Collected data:
= = =

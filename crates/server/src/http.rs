//! HTTP listener built on Axum

use async_trait::async_trait;
use axum::Router;
use parking_lot::RwLock;
use std::net::SocketAddr;
use std::sync::atomic::{AtomicBool, Ordering};
use std::sync::Arc;
use tokio::net::TcpListener;
use tokio_util::sync::CancellationToken;
use tower_http::cors::CorsLayer;
use tower_http::request_id::{MakeRequestUuid, PropagateRequestIdLayer, SetRequestIdLayer};
use tower_http::timeout::TimeoutLayer;
use tower_http::trace::TraceLayer;
use tracing::{error, info};

use crate::config::ServerConfig;
use crate::error::{Result, ServerError};
use crate::traits::Server;

/// Serves a router with the standard middleware stack
///
/// Every request gets an `x-request-id` (generated unless the caller sent
/// one), a trace span, a timeout and permissive CORS.
#[derive(Clone)]
pub struct HttpServer {
    config: ServerConfig,
    router: Router,
    running: Arc<AtomicBool>,
    bound_addr: Arc<RwLock<Option<SocketAddr>>>,
}

impl HttpServer {
    pub fn new(config: ServerConfig, router: Router) -> Self {
        let router = router
            .layer(PropagateRequestIdLayer::x_request_id())
            .layer(TimeoutLayer::new(config.request_timeout))
            .layer(TraceLayer::new_for_http())
            .layer(SetRequestIdLayer::x_request_id(MakeRequestUuid))
            .layer(CorsLayer::permissive());

        Self {
            config,
            router,
            running: Arc::new(AtomicBool::new(false)),
            bound_addr: Arc::new(RwLock::new(None)),
        }
    }

    pub fn config(&self) -> &ServerConfig {
        &self.config
    }
}

#[async_trait]
impl Server for HttpServer {
    fn name(&self) -> &str {
        "http"
    }

    fn address(&self) -> Option<SocketAddr> {
        *self.bound_addr.read()
    }

    fn is_running(&self) -> bool {
        self.running.load(Ordering::SeqCst)
    }

    async fn run(&self, shutdown: CancellationToken) -> Result<()> {
        let addr = self.config.bind_addr()?;
        let listener = TcpListener::bind(addr)
            .await
            .map_err(|e| ServerError::bind(addr.to_string(), e))?;
        let local_addr = listener.local_addr()?;

        *self.bound_addr.write() = Some(local_addr);
        self.running.store(true, Ordering::SeqCst);
        info!(%local_addr, "HTTP server listening");

        let result = axum::serve(listener, self.router.clone())
            .with_graceful_shutdown(async move {
                shutdown.cancelled().await;
                info!("HTTP server draining");
            })
            .await;

        self.running.store(false, Ordering::SeqCst);
        *self.bound_addr.write() = None;

        result.map_err(|e| {
            error!(error = %e, "HTTP server failed");
            ServerError::Io(e)
        })?;
        info!("HTTP server stopped");
        Ok(())
    }
}

#[cfg(test)]
mod tests {
    use super::*;
    use crate::traits::ServerExt;
    use axum::routing::get;
    use std::time::Duration;

    #[tokio::test]
    async fn test_binds_ephemeral_port_and_stops() {
        let router = Router::new().route("/ping", get(|| async { "pong" }));
        let server = HttpServer::new(ServerConfig::http_only("127.0.0.1", 0), router);
        let (handle, token) = server.clone().spawn();

        let addr = tokio::time::timeout(Duration::from_secs(5), async {
            loop {
                if let Some(addr) = server.address() {
                    return addr;
                }
                tokio::time::sleep(Duration::from_millis(10)).await;
            }
        })
        .await
        .unwrap();
        assert_ne!(addr.port(), 0);
        assert!(server.is_running());

        token.cancel();
        let joined = tokio::time::timeout(Duration::from_secs(5), handle).await;
        assert!(matches!(joined, Ok(Ok(Ok(())))));
        assert!(!server.is_running());
    }
}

= = =

TASK INSTRUCTIONS:
Find the line with "if let Some(addr)" in the data above. Restate it and all later lines word for word, ending with the last line.

COMPLETED TASK:
                if let Some(addr) = server.address() {
                    return addr;
                }
                tokio::time::sleep(Duration::from_millis(10)).await;
            }
        })
        .await
        .unwrap();
        assert_ne!(addr.port(), 0);
        assert!(server.is_running());

        token.cancel();
        let joined = tokio::time::timeout(Duration::from_secs(5), handle).await;
        assert!(matches!(joined, Ok(Ok(Ok(())))));
        assert!(!server.is_running());
    }
}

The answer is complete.